INPUT Block Start
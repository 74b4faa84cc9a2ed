pub mod config;
pub mod settings;
pub mod simulate;
pub mod timer;
pub mod watch;

use std::sync::Arc;

use chrono::{DateTime, Duration, Utc};
use homeroom_core::{
    Config, Database, Event, LearnerId, LocalSettingsStore, SessionHub, SqliteStore, TimerContext,
};

pub type CliResult<T = ()> = Result<T, Box<dyn std::error::Error>>;

/// Everything an acting command needs: config, learner and a wired hub.
pub struct Session {
    pub config: Config,
    pub learner: LearnerId,
    pub hub: SessionHub,
}

/// Load the config and wire a hub to the on-disk database.
///
/// With `sync.durable_store` on, sessions are kept in SQLite. Otherwise only
/// the settings row is persisted and sessions live as long as the process.
pub fn open_session(learner: Option<&str>) -> CliResult<Session> {
    let config = Config::load()?;
    let learner = LearnerId::new(learner.unwrap_or(&config.learner_id))?;
    let db = Database::open()?;
    let hub = SessionHub::from_config(&config);
    let hub = if config.sync.durable_store {
        hub.with_store(Arc::new(SqliteStore::new(db)))
    } else {
        hub.with_local_settings(LocalSettingsStore::new(db))
    };
    Ok(Session {
        config,
        learner,
        hub,
    })
}

/// Replay the whole seconds a running session spent with no context open.
pub fn catch_up(ctx: &mut TimerContext, now: DateTime<Utc>) -> Vec<Event> {
    let mut events = Vec::new();
    while ctx.state().running {
        let next = ctx.state().updated_at + Duration::seconds(1);
        if next > now {
            break;
        }
        events.extend(ctx.tick(next));
    }
    events
}

pub fn print_json<T: serde::Serialize>(value: &T) -> CliResult {
    println!("{}", serde_json::to_string_pretty(value)?);
    Ok(())
}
INPUT Block End
# EXERCISE PROMPT:
Wherever the string "value" appears in the records above, copy the line it sits in.

# WRITTEN ANSWER:
pub fn print_json<T: serde::Serialize>(value: &T) -> CliResult {
    println!("{}", serde_json::to_string_pretty(value)?);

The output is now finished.